Scottish independence would add big costs to universal postal service, say MPs

Scottish independence would add big costs to universal postal service, say MPs

Members of the UK Parliament have said Scottish postal rates would increase if Scotland was to become independent — or else taxpayers would have to subsidise the universal service. Scots vote this September in a referendum on whether Scotland should leave the United Kingdom after more than three hundred years.

The “yes” campaign is being led by nationalists including those in the Scottish Government, and their plan is to renationalise the Scottish part of Royal Mail and maintain the same kind of postal service currently run in Scotland.

However, the UK Parliament’s business committee issued a report today looking at the implications of Scottish independence on business, stating that a separate Scotland would have to devote considerably expense to propping up the universal postal service.

The MPs said various witnesses in their inquiry called into question the sustainability of Scotland’s universal postal service given the highly rural nature of the country.

About 1m people live in rural Scotland, and 280,000 of these live in remote areas.

The Business, Innovation and Skills Committee said the Scottish Government had not laid out a plan showing how the extra costs would be financed.

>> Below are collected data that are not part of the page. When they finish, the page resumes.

//! Remote tree node types.

use chrono::{DateTime, Utc};
use log::debug;
use serde_json::Value;

use crate::error::{DisboxError, Result};

/// Node type as reported by the metadata server's `type` field.
#[derive(Debug, Clone, Copy, PartialEq, Eq)]
pub enum NodeType {
    File,
    Directory,
}

impl NodeType {
    /// Parse the server's `type` string.
    pub fn from_type(t: &str) -> Option<Self> {
        match t {
            "file" => Some(NodeType::File),
            "directory" => Some(NodeType::Directory),
            _ => None,
        }
    }
}

/// How a caller identifies a file: by numeric id or by name.
#[derive(Debug, Clone, PartialEq, Eq)]
pub enum FileRef {
    ById(i64),
    ByName(String),
}

impl From<i64> for FileRef {
    fn from(id: i64) -> Self {
        FileRef::ById(id)
    }
}

impl From<i32> for FileRef {
    fn from(id: i32) -> Self {
        FileRef::ById(id.into())
    }
}

impl From<u32> for FileRef {
    fn from(id: u32) -> Self {
        FileRef::ById(id.into())
    }
}

impl From<&str> for FileRef {
    fn from(name: &str) -> Self {
        FileRef::ByName(name.to_string())
    }
}

impl From<String> for FileRef {
    fn from(name: String) -> Self {
        FileRef::ByName(name)
    }
}

impl std::fmt::Display for FileRef {
    fn fmt(&self, f: &mut std::fmt::Formatter<'_>) -> std::fmt::Result {
        match self {
            FileRef::ById(id) => write!(f, "id {}", id),
            FileRef::ByName(name) => write!(f, "{}", name),
        }
    }
}

/// A stored file.
#[derive(Debug, Clone, PartialEq)]
pub struct FileEntry {
    /// Server-assigned identifier
    pub id: i64,
    /// Display name
    pub name: String,
    /// File size in bytes
    pub size: u64,
    /// Chunk references in reassembly order
    pub content: Vec<String>,
    pub created_at: Option<DateTime<Utc>>,
    pub updated_at: Option<DateTime<Utc>>,
}

/// A folder together with its children.
#[derive(Debug, Clone, PartialEq)]
pub struct Directory {
    pub id: Option<i64>,
    pub name: String,
    pub children: DirectoryNode,
    pub created_at: Option<DateTime<Utc>>,
    pub updated_at: Option<DateTime<Utc>>,
}

/// One entry of the remote tree.
#[derive(Debug, Clone, PartialEq)]
pub enum Node {
    File(FileEntry),
    Directory(Directory),
}

impl Node {
    pub fn node_type(&self) -> NodeType {
        match self {
            Node::File(_) => NodeType::File,
            Node::Directory(_) => NodeType::Directory,
        }
    }

    pub fn name(&self) -> &str {
        match self {
            Node::File(file) => &file.name,
            Node::Directory(dir) => &dir.name,
        }
    }

    pub fn is_file(&self) -> bool {
        matches!(self, Node::File(_))
    }

    pub fn is_directory(&self) -> bool {
        matches!(self, Node::Directory(_))
    }

    pub fn as_file(&self) -> Option<&FileEntry> {
        match self {
            Node::File(file) => Some(file),
            Node::Directory(_) => None,
        }
    }

    /// Parse a node from its JSON object. `key` is the name it is stored under.
    pub(crate) fn from_json(key: &str, json: &Value) -> Result<Node> {
        let type_str = json
            .get("type")
            .and_then(|v| v.as_str())
            .ok_or_else(|| DisboxError::MalformedResponse(format!("{}: missing type", key)))?;
        let node_type = NodeType::from_type(type_str).ok_or_else(|| {
            DisboxError::MalformedResponse(format!("{}: unknown type {:?}", key, type_str))
        })?;

        let name = json
            .get("name")
            .and_then(|v| v.as_str())
            .unwrap_or(key)
            .to_string();
        let created_at = parse_timestamp(json.get("created_at"));
        let updated_at = parse_timestamp(json.get("updated_at"));

        match node_type {
            NodeType::File => {
                let id = json.get("id").and_then(|v| v.as_i64()).ok_or_else(|| {
                    DisboxError::MalformedResponse(format!("{}: missing file id", key))
                })?;
                let size = json.get("size").and_then(|v| v.as_u64()).unwrap_or(0);
                let content = match json.get("content") {
                    Some(Value::String(raw)) => parse_chunk_refs(raw),
                    Some(Value::Array(items)) => items
                        .iter()
                        .map(|item| match item {
                            Value::String(s) => s.clone(),
                            other => other.to_string(),
                        })
                        .collect(),
                    Some(other) => {
                        return Err(DisboxError::MalformedResponse(format!(
                            "{}: chunk list has unexpected type {}",
                            key,
                            json_kind(other)
                        )));
                    }
                    None => {
                        return Err(DisboxError::MalformedResponse(format!(
                            "{}: missing chunk list",
                            key
                        )));
                    }
                };

                Ok(Node::File(FileEntry {
                    id,
                    name,
                    size,
                    content,
                    created_at,
                    updated_at,
                }))
            }
            NodeType::Directory => {
                let children = match json.get("children") {
                    Some(children) => DirectoryNode::from_json(children)?,
                    None => DirectoryNode::default(),
                };

                Ok(Node::Directory(Directory {
                    id: json.get("id").and_then(|v| v.as_i64()),
                    name,
                    children,
                    created_at,
                    updated_at,
                }))
            }
        }
    }
}

/// One level of the remote tree, in server order.
///
/// Children that fail to parse are kept aside with the reason; they only surface as
/// `MalformedResponse` when a lookup or listing touches them.
#[derive(Debug, Clone, Default, PartialEq)]
pub struct DirectoryNode {
    entries: Vec<(String, Node)>,
    malformed: Vec<(String, String)>,
}

impl DirectoryNode {
    /// Parse a `children` object.
    ///
    /// Relies on `serde_json`'s `preserve_order` so entries keep the server's order.
    pub(crate) fn from_json(json: &Value) -> Result<Self> {
        let map = json.as_object().ok_or_else(|| {
            DisboxError::MalformedResponse("children is not an object".to_string())
        })?;

        let mut entries = Vec::with_capacity(map.len());
        let mut malformed = Vec::new();
        for (key, value) in map {
            match Node::from_json(key, value) {
                Ok(node) => entries.push((key.clone(), node)),
                Err(err) => {
                    debug!("deferring malformed entry {}: {}", key, err);
                    malformed.push((key.clone(), err.to_string()));
                }
            }
        }
        Ok(Self { entries, malformed })
    }

    /// Error for a child that exists but could not be parsed.
    pub fn malformed_entry(&self, name: &str) -> Option<DisboxError> {
        self.malformed
            .iter()
            .find(|(key, _)| key == name)
            .map(|(_, reason)| DisboxError::MalformedResponse(reason.clone()))
    }

    /// Fail if any direct child could not be parsed.
    pub fn ensure_well_formed(&self) -> Result<()> {
        match self.malformed.first() {
            Some((_, reason)) => Err(DisboxError::MalformedResponse(reason.clone())),
            None => Ok(()),
        }
    }

    /// Look up a direct child by name.
    pub fn get(&self, name: &str) -> Option<&Node> {
        self.entries
            .iter()
            .find(|(key, _)| key == name)
            .map(|(_, node)| node)
    }

    pub fn iter(&self) -> impl Iterator<Item = (&str, &Node)> {
        self.entries.iter().map(|(key, node)| (key.as_str(), node))
    }

    pub fn len(&self) -> usize {
        self.entries.len()
    }

    pub fn is_empty(&self) -> bool {
        self.entries.is_empty()
    }

    pub(crate) fn into_children(self, name: &str) -> Result<DirectoryNode> {
        if let Some(err) = self.malformed_entry(name) {
            return Err(err);
        }
        self.entries
            .into_iter()
            .find(|(key, _)| key == name)
            .and_then(|(_, node)| match node {
                Node::Directory(dir) => Some(dir.children),
                Node::File(_) => None,
            })
            .ok_or_else(|| DisboxError::NotFound(format!("Invalid folder name: {}", name)))
    }
}

impl FromIterator<(String, Node)> for DirectoryNode {
    fn from_iter<I: IntoIterator<Item = (String, Node)>>(iter: I) -> Self {
        let mut entries: Vec<(String, Node)> = Vec::new();
        for (key, node) in iter {
            if !entries.iter().any(|(existing, _)| *existing == key) {
                entries.push((key, node));
            }
        }
        Self {
            entries,
            malformed: Vec::new(),
        }
    }
}

/// Parse the stored chunk list, e.g. `["a","b","c"]`, into its references.
///
/// Brackets are stripped, quotes removed and the rest split on commas.
/// Blank tokens are dropped, so `[]` yields no chunks.
pub fn parse_chunk_refs(raw: &str) -> Vec<String> {
    raw.trim()
        .trim_matches(|c| c == '[' || c == ']')
        .replace('"', "")
        .split(',')
        .map(str::trim)
        .filter(|token| !token.is_empty())
        .map(str::to_string)
        .collect()
}

fn json_kind(value: &Value) -> &'static str {
    match value {
        Value::Null => "null",
        Value::Bool(_) => "bool",
        Value::Number(_) => "number",
        Value::String(_) => "string",
        Value::Array(_) => "array",
        Value::Object(_) => "object",
    }
}

fn parse_timestamp(value: Option<&Value>) -> Option<DateTime<Utc>> {
    let raw = value?.as_str()?;
    DateTime::parse_from_rfc3339(raw)
        .ok()
        .map(|dt| dt.with_timezone(&Utc))
}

The MPs stated in today’s report: “We do not believe that the Scottish Government has set out a coherent body of evidence to show how it would maintain and pay for the Universal Postal Service in an independent Scotland. The risk to Scotland is that provision of the Universal Postal Service will come at significant additional cost, either to the taxpayer or to the consumer.”

Nationalisation

Within the report, the MPs also called into question the Scottish government’s pledge to renationalise Royal Mail’s operations in Scotland following its breakaway from the union, reversing last October’s privatisation process.

The UK lawmakers said renationalisation might be an “attractive campaigning tool” ahead of September’s referendum, but the Scottish Government had not set out in detail how the costs of bringing the Scottish postal system back into public ownership.

“Included in that assessment must be an assessment of Scotland’s proportion of the historic pension liabilities currently held by the UK Government. Without that detail, the policy of renationalisation is nothing more than an uncoated aspiration,” the MPs added, referring to the £29bn of historic pension liabilities taken on by the UK government from Royal Mail ahead of its privatisation.

Cross-border

A further problem identified within the report was how cross-border postal rates would be arranged between Scotland and the rest of the UK.

The situation could become like mail going between Northern Ireland and the Republic of Ireland, where Royal Mail charges EU rates to send items between Northern Ireland and the Republic, but where An Post operates an all-Ireland rate, encouraging Northern Irish consumers to take their mail across the border to mail it to addresses in the Republic.

Scotland could be treated like the Isle of Man or the Channel Islands, where postage rates are lower for sending to and from the UK than Europe.

Or, mail sent between Scotland and the UK could be classified as full international post, the MPs report suggested.

However, the report warned that the Scottish Government had not set out any detail on how it would deal with the financial pressures on cross-border postage in the UK. “Given that this will place further financial pressures on a Scottish Mail Service, the provision of this detail is a pressing matter,” said the Committee.

The Committee’s wider report concluded that remaining in the Union would be in the nest interests of Scotland.

Adrian Bailey, the Committee’s chair, said the rest of the UK is by far the biggest economic partner of Scotland, and there was “deep concern” about the threat to future prosperity in Scotland raised by the prospect of a “yes” vote.

He said it was time for the Scottish Government to lay out the detail of its plans for independence.

“The forthcoming referendum on Scottish Independence has an impact not just on Scottish businesses and citizens but on all UK citizens and businesses. There is no certainty that breaking up the UK single market will bring economic benefits and our Committee believes that remaining in the Union is in the best economic interests of Scotland,” he said.